Erste Röntgenbilder von Hirnzellen

Spezielles Bildgebungsverfahren ermöglicht besonders hohe Auflösung

Zellen im Kleinhirn
Zellen im Kleinhirn

Basel (Schweiz) - Wenn der Arzt ein konventionelles Röntgenbild erstellt, dann wird die Strahlung vom dichten Knochengewebe stark absorbiert, weiche Gewebeteile wie Muskeln oder Organe sind auf der Aufnahme dagegen nur undeutlich zu erkennen. Die Magnetresonanztomographie kann auch sie sichtbar machen, ihre Auflösung ist jedoch begrenzt. Forscher der Universität Basel gelang es nun erstmals, mit einer speziellen Röntgentechnik einzelne Hirnzellen abzubilden. Bei lebenden Menschen kann das Verfahren nicht angewendet werden, weil die Strahlendosis zu hoch ist, doch die Wissenschaftler hoffen auf wichtige Erkenntnisse für die Medizin.

Die Gruppe um Bert Müller nutzte für ihre Experimente die sogenannte Phasenkontrastbildgebung. Das Bild entsteht hier nicht durch Absorption (Abschwächung) der Röntgenstrahlung, sondern durch die Veränderung ihrer sogenannten "Phase", das heißt die Lage der Minima und Maxima der Röntgen-Photonen. Das Verfahren ist bereits seit einigen Jahren bekannt, und wird bereits für die optische Mikroskopie angewandt. Im Röntgenbereich ist es jedoch sehr aufwendig: Man benötigt dazu Synchrotronstrahlung, also hochenergetische Röntgenstrahlung, die nur mit Teilchenbeschleunigern erzeugt werden kann.

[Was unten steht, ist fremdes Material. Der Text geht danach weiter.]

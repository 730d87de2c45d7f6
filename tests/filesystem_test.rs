//! Tests for the RealFileSystem boundary

use std::fs;

use tempfile::TempDir;

use sponsor_tree::infrastructure::traits::{FileSystem, RealFileSystem};

#[test]
fn given_nested_path_when_ensure_parent_then_directories_created() {
    let temp = TempDir::new().unwrap();
    let target = temp.path().join("a/b/c/members.tsv");
    let fs_impl = RealFileSystem;

    fs_impl.ensure_parent(&target).unwrap();

    assert!(temp.path().join("a/b/c").is_dir());
    assert!(!target.exists());
}

#[test]
fn given_bare_file_name_when_ensure_parent_then_noop() {
    let fs_impl = RealFileSystem;
    fs_impl
        .ensure_parent(std::path::Path::new("members.tsv"))
        .unwrap();
}

#[test]
fn given_written_file_when_renamed_then_content_moves() {
    let temp = TempDir::new().unwrap();
    let src = temp.path().join("members.tsv.tmp");
    let dst = temp.path().join("members.tsv");
    let fs_impl = RealFileSystem;

    fs_impl.write(&src, "hello").unwrap();
    fs_impl.rename(&src, &dst).unwrap();

    assert!(!fs_impl.exists(&src));
    assert_eq!(fs_impl.read_to_string(&dst).unwrap(), "hello");
    assert_eq!(fs::read_to_string(&dst).unwrap(), "hello");
}
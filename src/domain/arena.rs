use std::collections::{HashMap, VecDeque};

use generational_arena::{Arena, Index};
use tracing::{debug, instrument};

use crate::domain::entities::{Member, Topology};
use crate::domain::error::{DomainError, DomainResult};

/// Arena-based sponsor tree.
///
/// Members live in a generational arena and reference each other through
/// arena handles, so a sponsor link can never dangle. Lookups by member id go
/// through `ids`; `order` keeps insertion order for deterministic listings.
#[derive(Debug, Clone)]
pub struct Hierarchy {
    /// Arena storage for all members
    arena: Arena<Member>,
    /// Member id to arena handle
    ids: HashMap<String, Index>,
    /// Handles in insertion order
    order: Vec<Index>,
    /// Designated root, None for an empty hierarchy
    root: Option<Index>,
    topology: Topology,
}

impl Default for Hierarchy {
    fn default() -> Self {
        Self::new(Topology::Unbounded)
    }
}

Müller und sein Team untersuchten damit zentimetergroßen Gewebeblocks aus einem menschlichen Kleinhirn. Auf den Aufnahmen waren die Blutgefäße zu erkennen, außerdem ließen sich graue sowie verschieden Arten von weißer Hirnsubstanz klar unterscheiden. Die Wissenschaftler machten außerdem Purkinje-Zellen sichtbar. Diese sind im Vergleich zu anderen Hirnzellen relativ groß und bilden den einzigen Ausgang für Signale aus dem Kleinhirn. Bisher waren solche Zellen nur dann erkennbar, wenn sie vorher mit Kontrastmitteln eingefärbt wurden. "Das ist, wie wenn man so scharfe Augen hätte, dass man auf dem Mond einen kleinen Lastwagen sehen könnte", beschreibt Müller die Technik.

In einem weiteren Projekt will Müller gemeinsam mit Forschern der ETH Zürich Krebsgeschwüre untersuchen, die aus Mäusen entnommen wurden. Darin wollen sie auch die feinsten Blutgefäße nachweisen und damit das Wachstum von Tumoren besser verstehen.